---------- Record excerpts

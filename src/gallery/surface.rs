// SPDX-License-Identifier: MPL-2.0
//! Render model of the gallery modal.
//!
//! The controller writes into the surface; the view only reads it. Every
//! write targets one anchor and is skipped when the page does not declare
//! that anchor, so a partially anchored page never shows stray content.

use crate::catalog::Gallery;
use crate::media::ImageData;
use crate::page::{Anchor, ModalAnchors};

/// Opacity of a main image that is not transitioning.
pub const FULL_OPACITY: f32 = 1.0;

/// Decode progress of an image slot.
#[derive(Debug, Clone, Default)]
pub enum ImageState {
    #[default]
    Empty,
    /// Decode in flight. Holds the image shown before it, if any, so the
    /// slot never goes blank while the replacement decodes.
    Loading(Option<ImageData>),
    Ready(ImageData),
    Failed,
}

impl ImageState {
    #[must_use]
    pub fn is_ready(&self) -> bool {
        matches!(self, ImageState::Ready(_))
    }

    #[must_use]
    pub fn is_failed(&self) -> bool {
        matches!(self, ImageState::Failed)
    }

    #[must_use]
    pub fn is_loading(&self) -> bool {
        matches!(self, ImageState::Loading(_))
    }

    /// Image to draw right now: the decoded one, or the one it replaces.
    #[must_use]
    pub fn displayed(&self) -> Option<&ImageData> {
        match self {
            ImageState::Ready(image) | ImageState::Loading(Some(image)) => Some(image),
            ImageState::Empty | ImageState::Loading(None) | ImageState::Failed => None,
        }
    }

    /// Starts a new decode, keeping whatever is currently displayed.
    fn into_loading(self) -> Self {
        match self {
            ImageState::Ready(image) | ImageState::Loading(Some(image)) => {
                ImageState::Loading(Some(image))
            }
            ImageState::Empty | ImageState::Loading(None) | ImageState::Failed => {
                ImageState::Loading(None)
            }
        }
    }
}

/// The large image of the modal.
#[derive(Debug, Clone)]
pub struct MainImage {
    /// Committed source; changes only when a deferred swap fires.
    pub source: Option<String>,
    pub alt: String,
    pub opacity: f32,
    pub state: ImageState,
}

impl Default for MainImage {
    fn default() -> Self {
        Self {
            source: None,
            alt: String::new(),
            opacity: FULL_OPACITY,
            state: ImageState::Empty,
        }
    }
}

/// One entry of the modal thumbnail strip.
#[derive(Debug, Clone)]
pub struct ThumbSlot {
    /// Position of the image in the gallery.
    pub index: usize,
    pub source: String,
    pub alt: String,
    pub active: bool,
    pub state: ImageState,
}

#[derive(Debug, Clone)]
pub struct ModalSurface {
    anchors: ModalAnchors,
    visible: bool,
    scroll_locked: bool,
    title: Option<String>,
    main_image: Option<MainImage>,
    description: Option<String>,
    current: Option<usize>,
    total: Option<usize>,
    thumbnails: Vec<ThumbSlot>,
}

impl ModalSurface {
    #[must_use]
    pub fn new(anchors: ModalAnchors) -> Self {
        let main_image = anchors.has(Anchor::MainImage).then(MainImage::default);
        Self {
            anchors,
            visible: false,
            scroll_locked: false,
            title: None,
            main_image,
            description: None,
            current: None,
            total: None,
            thumbnails: Vec::new(),
        }
    }

    // ---------------------------------------------------------------------
    // Reads
    // ---------------------------------------------------------------------

    #[must_use]
    pub fn anchors(&self) -> &ModalAnchors {
        &self.anchors
    }

    #[must_use]
    pub fn has(&self, anchor: Anchor) -> bool {
        self.anchors.has(anchor)
    }

    #[must_use]
    pub fn is_visible(&self) -> bool {
        self.visible
    }

    /// Whether scrolling of the page behind the modal is suspended.
    #[must_use]
    pub fn is_scroll_locked(&self) -> bool {
        self.scroll_locked
    }

    #[must_use]
    pub fn title(&self) -> Option<&str> {
        self.title.as_deref()
    }

    #[must_use]
    pub fn main_image(&self) -> Option<&MainImage> {
        self.main_image.as_ref()
    }

    #[must_use]
    pub fn description(&self) -> Option<&str> {
        self.description.as_deref()
    }

    /// One-based position shown by the current indicator.
    #[must_use]
    pub fn current(&self) -> Option<usize> {
        self.current
    }

    #[must_use]
    pub fn total(&self) -> Option<usize> {
        self.total
    }

    #[must_use]
    pub fn thumbnails(&self) -> &[ThumbSlot] {
        &self.thumbnails
    }

    /// Index of the highlighted thumbnail, if any.
    #[must_use]
    pub fn active_thumbnail(&self) -> Option<usize> {
        self.thumbnails
            .iter()
            .find(|slot| slot.active)
            .map(|slot| slot.index)
    }

    // ---------------------------------------------------------------------
    // Writes
    // ---------------------------------------------------------------------

    pub(super) fn show(&mut self) {
        self.visible = true;
        self.scroll_locked = true;
    }

    pub(super) fn hide(&mut self) {
        self.visible = false;
        self.scroll_locked = false;
        if let Some(main) = self.main_image.as_mut() {
            main.opacity = FULL_OPACITY;
        }
    }

    pub(super) fn write_title(&mut self, title: &str) {
        if self.has(Anchor::Title) {
            self.title = Some(title.to_string());
        }
    }

    pub(super) fn write_description(&mut self, description: &str) {
        if self.has(Anchor::Description) {
            self.description = Some(description.to_string());
        }
    }

    pub(super) fn write_current(&mut self, one_based: usize) {
        if self.has(Anchor::Current) {
            self.current = Some(one_based);
        }
    }

    pub(super) fn write_total(&mut self, total: usize) {
        if self.has(Anchor::Total) {
            self.total = Some(total);
        }
    }

    /// Replaces the strip with one pending slot per image, in order.
    ///
    /// Returns `false` when the page has no thumbnail strip.
    pub(super) fn rebuild_thumbnails(&mut self, gallery: &Gallery) -> bool {
        if !self.has(Anchor::Thumbnails) {
            return false;
        }
        self.thumbnails = gallery
            .images()
            .iter()
            .enumerate()
            .map(|(index, record)| ThumbSlot {
                index,
                source: record.source.clone(),
                alt: record.alt_text.clone(),
                active: false,
                state: ImageState::Loading(None),
            })
            .collect();
        true
    }

    /// Highlights exactly the slot at `index`.
    pub(super) fn mark_active_thumbnail(&mut self, index: usize) {
        for slot in &mut self.thumbnails {
            slot.active = slot.index == index;
        }
    }

    pub(super) fn thumbnail_loaded(&mut self, index: usize, image: Option<ImageData>) {
        if let Some(slot) = self.thumbnails.iter_mut().find(|slot| slot.index == index) {
            slot.state = match image {
                Some(image) => ImageState::Ready(image),
                None => ImageState::Failed,
            };
        }
    }

    pub(super) fn dim_main_image(&mut self, opacity: f32) {
        if let Some(main) = self.main_image.as_mut() {
            main.opacity = opacity;
        }
    }

    /// Commits a new source. The outgoing image stays displayed, still dimmed,
    /// until the new one is decoded.
    ///
    /// Returns `false` when there is no main image anchor.
    pub(super) fn commit_main_image(&mut self, source: &str, alt: &str) -> bool {
        match self.main_image.as_mut() {
            Some(main) => {
                main.source = Some(source.to_string());
                main.alt = alt.to_string();
                main.state = std::mem::take(&mut main.state).into_loading();
                true
            }
            None => false,
        }
    }

    /// Records the decode outcome and restores full opacity either way.
    pub(super) fn main_image_loaded(&mut self, image: Option<ImageData>) {
        if let Some(main) = self.main_image.as_mut() {
            main.state = match image {
                Some(image) => ImageState::Ready(image),
                None => ImageState::Failed,
            };
            main.opacity = FULL_OPACITY;
        }
    }
}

--------------------

What is needed: Search the data for "Empty". Copy every line that has it.

Result below:
    Empty,
            ImageState::Empty | ImageState::Loading(None) | ImageState::Failed => None,
            ImageState::Empty | ImageState::Loading(None) | ImageState::Failed => {
            state: ImageState::Empty,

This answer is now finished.